## WHAT YOU ARE ASKED TO DO
Tally the lines in the listing below that contain "NavModel" and report the tally alone.

## PROVIDED INFORMATION
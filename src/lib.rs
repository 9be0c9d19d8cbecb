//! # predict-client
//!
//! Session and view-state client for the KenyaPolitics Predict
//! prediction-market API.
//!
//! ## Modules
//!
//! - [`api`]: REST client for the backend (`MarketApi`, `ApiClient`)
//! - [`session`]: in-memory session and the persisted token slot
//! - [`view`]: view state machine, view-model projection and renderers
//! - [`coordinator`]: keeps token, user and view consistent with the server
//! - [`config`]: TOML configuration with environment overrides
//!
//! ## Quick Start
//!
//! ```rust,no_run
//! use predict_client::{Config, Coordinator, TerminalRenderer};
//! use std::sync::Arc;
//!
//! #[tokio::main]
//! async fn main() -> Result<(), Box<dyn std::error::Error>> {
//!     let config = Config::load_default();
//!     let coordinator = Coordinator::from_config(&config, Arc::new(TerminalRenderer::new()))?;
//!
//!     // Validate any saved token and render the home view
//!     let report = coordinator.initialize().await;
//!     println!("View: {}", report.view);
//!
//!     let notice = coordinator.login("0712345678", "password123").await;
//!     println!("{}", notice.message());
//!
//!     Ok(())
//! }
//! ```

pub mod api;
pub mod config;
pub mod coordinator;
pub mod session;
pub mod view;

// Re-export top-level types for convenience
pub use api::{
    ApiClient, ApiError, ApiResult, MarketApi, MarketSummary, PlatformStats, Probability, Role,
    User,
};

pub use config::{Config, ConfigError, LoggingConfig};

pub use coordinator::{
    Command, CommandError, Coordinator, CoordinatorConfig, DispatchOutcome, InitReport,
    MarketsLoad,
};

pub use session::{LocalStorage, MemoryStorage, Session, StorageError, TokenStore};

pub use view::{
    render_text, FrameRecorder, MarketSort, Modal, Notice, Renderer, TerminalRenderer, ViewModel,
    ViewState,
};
--
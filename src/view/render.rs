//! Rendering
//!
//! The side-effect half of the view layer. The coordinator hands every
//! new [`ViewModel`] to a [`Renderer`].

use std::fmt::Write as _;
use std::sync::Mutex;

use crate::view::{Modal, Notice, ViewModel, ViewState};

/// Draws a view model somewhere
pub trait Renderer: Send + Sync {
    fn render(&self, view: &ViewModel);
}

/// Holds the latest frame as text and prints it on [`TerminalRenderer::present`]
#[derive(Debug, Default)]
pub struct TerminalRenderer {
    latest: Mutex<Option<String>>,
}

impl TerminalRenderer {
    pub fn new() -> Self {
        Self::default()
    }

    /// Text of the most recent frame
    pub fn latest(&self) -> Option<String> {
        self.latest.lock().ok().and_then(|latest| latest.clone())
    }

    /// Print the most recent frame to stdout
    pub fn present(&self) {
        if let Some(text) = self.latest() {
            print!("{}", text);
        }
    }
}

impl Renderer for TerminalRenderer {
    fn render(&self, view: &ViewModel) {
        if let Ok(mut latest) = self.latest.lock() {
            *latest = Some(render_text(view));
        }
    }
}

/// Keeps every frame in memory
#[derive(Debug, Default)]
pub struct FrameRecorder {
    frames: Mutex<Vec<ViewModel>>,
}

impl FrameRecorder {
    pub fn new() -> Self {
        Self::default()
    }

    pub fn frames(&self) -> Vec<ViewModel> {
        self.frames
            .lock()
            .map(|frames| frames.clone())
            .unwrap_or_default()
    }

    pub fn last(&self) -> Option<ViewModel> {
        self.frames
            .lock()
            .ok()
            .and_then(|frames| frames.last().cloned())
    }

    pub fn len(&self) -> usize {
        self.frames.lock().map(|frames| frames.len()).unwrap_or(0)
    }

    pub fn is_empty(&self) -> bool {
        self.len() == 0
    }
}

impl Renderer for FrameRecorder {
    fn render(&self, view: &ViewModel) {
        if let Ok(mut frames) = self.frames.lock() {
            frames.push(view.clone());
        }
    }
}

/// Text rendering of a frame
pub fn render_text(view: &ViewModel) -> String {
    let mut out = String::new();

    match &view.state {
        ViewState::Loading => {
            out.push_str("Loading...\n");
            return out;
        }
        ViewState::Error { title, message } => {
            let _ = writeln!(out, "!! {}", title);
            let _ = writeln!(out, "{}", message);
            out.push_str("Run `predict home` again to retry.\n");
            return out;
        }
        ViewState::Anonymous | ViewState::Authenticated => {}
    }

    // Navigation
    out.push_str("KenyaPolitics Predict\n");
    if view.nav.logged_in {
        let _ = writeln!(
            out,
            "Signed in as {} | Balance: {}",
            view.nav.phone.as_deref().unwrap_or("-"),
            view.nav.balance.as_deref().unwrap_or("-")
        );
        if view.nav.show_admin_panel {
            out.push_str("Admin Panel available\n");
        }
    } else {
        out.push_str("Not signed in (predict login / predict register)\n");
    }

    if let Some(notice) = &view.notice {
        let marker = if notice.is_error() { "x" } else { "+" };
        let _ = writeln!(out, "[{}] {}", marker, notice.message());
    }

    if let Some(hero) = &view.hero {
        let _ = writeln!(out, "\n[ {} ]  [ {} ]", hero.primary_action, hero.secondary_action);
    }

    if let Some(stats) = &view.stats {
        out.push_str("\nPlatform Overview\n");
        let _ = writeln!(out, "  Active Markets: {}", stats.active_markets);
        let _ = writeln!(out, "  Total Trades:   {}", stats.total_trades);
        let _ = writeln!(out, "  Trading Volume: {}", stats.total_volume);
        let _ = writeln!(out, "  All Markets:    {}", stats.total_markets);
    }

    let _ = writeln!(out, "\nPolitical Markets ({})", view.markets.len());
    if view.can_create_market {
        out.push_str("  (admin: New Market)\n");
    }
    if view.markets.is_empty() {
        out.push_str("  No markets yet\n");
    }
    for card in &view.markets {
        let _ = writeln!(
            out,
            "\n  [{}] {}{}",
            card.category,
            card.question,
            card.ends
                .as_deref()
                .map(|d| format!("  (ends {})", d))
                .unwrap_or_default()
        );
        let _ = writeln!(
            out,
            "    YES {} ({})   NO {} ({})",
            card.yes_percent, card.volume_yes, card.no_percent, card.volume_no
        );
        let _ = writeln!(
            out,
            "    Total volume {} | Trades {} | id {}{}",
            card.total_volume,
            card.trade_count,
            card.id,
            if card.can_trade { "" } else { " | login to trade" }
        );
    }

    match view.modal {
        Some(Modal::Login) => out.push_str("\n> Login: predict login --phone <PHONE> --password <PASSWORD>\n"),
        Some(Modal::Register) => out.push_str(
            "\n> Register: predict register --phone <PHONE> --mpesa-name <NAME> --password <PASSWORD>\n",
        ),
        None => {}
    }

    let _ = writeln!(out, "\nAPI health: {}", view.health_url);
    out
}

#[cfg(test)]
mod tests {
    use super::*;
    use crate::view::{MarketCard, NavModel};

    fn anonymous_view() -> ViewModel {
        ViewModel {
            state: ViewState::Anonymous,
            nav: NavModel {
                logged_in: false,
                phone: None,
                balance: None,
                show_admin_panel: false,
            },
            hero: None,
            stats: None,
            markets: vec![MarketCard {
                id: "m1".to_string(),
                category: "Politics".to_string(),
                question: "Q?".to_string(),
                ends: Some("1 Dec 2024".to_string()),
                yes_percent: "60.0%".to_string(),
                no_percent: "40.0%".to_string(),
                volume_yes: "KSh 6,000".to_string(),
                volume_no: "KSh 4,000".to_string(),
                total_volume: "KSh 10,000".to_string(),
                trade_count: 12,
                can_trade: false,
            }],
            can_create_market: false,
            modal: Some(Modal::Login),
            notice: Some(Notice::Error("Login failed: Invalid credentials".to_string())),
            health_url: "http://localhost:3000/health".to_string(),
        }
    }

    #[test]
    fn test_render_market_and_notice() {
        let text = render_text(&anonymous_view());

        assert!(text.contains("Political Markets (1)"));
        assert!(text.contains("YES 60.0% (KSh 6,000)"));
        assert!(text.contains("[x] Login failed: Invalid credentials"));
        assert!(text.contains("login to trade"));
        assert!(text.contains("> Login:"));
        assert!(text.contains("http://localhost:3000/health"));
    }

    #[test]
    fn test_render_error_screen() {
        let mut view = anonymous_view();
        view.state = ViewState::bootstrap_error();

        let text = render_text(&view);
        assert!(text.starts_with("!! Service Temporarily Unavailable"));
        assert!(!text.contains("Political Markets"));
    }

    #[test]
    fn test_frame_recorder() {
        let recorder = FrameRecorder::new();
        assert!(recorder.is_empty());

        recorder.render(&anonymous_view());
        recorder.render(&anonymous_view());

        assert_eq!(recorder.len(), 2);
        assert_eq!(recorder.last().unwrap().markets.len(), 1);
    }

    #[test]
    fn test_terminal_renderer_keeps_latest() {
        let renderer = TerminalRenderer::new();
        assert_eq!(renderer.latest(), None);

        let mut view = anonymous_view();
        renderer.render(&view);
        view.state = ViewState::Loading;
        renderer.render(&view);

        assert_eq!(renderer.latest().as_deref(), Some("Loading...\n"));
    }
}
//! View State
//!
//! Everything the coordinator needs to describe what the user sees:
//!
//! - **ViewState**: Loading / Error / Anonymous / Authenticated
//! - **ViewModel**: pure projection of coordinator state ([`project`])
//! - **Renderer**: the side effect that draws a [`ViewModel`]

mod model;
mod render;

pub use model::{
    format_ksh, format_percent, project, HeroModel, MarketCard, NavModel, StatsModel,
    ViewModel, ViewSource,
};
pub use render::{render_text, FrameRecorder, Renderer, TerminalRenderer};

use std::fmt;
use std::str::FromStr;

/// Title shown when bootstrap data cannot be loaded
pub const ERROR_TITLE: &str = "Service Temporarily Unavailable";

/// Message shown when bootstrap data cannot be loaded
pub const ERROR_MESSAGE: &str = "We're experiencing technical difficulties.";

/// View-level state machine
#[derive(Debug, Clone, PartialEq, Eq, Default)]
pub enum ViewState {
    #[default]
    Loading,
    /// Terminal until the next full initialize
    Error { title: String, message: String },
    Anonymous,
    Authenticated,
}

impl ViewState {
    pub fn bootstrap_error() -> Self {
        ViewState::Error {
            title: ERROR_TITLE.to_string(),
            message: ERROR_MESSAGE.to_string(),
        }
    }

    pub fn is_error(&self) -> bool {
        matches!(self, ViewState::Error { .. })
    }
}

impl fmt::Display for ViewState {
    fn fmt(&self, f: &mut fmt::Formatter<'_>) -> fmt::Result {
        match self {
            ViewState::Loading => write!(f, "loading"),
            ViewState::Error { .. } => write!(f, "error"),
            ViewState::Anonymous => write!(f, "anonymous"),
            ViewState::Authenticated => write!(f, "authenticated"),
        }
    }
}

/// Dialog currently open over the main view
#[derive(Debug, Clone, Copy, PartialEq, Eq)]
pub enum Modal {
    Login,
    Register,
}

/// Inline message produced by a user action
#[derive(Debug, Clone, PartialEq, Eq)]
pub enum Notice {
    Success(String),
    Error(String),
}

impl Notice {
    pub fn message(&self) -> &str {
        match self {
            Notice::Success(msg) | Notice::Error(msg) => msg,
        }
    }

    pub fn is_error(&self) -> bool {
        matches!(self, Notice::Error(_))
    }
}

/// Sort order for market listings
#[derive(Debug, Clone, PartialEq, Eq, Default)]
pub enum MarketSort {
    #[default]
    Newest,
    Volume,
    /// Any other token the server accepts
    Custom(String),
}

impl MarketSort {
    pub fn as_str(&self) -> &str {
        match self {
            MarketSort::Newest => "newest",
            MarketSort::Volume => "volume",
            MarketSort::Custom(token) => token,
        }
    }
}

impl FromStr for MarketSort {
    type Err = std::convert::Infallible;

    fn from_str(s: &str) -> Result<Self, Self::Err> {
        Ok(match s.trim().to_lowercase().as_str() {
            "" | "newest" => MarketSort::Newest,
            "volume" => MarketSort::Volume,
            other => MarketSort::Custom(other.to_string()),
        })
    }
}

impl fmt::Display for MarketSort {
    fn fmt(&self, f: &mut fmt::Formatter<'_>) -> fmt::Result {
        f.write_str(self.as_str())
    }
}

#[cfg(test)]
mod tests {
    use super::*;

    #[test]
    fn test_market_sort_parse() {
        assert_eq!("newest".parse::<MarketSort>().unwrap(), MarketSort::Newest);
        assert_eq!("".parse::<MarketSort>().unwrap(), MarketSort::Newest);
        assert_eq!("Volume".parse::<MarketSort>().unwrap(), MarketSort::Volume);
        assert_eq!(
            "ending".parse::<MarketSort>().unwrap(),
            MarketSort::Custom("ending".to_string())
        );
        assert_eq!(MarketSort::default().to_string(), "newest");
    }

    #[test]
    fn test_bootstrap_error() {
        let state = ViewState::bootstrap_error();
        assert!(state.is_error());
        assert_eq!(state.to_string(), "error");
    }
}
---
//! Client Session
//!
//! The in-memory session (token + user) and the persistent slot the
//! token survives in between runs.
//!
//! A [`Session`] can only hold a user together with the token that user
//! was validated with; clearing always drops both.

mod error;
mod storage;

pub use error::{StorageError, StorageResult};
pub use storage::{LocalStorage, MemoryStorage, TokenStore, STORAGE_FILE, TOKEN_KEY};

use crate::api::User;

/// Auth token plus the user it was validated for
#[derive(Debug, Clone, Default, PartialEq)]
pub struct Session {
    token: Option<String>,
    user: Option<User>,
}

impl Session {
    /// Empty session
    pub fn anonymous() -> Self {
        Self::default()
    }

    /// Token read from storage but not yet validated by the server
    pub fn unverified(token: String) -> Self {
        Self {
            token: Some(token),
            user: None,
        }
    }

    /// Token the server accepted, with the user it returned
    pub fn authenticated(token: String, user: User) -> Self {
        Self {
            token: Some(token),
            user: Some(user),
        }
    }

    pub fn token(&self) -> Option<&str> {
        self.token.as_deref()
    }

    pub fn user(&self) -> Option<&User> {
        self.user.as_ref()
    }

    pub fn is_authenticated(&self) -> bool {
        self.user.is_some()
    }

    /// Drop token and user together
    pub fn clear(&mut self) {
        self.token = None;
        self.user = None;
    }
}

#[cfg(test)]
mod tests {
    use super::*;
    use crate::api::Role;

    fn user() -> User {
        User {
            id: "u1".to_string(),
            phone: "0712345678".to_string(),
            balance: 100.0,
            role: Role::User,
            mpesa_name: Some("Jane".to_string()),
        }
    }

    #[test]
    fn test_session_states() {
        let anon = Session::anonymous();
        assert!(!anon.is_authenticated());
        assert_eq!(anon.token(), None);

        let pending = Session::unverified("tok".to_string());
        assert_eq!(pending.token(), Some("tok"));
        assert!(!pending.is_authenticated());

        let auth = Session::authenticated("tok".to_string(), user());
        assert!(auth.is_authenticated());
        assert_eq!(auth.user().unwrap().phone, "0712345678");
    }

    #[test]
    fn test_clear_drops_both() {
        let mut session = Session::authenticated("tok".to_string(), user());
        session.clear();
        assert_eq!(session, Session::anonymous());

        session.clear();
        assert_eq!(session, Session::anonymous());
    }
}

## SOLUTION
3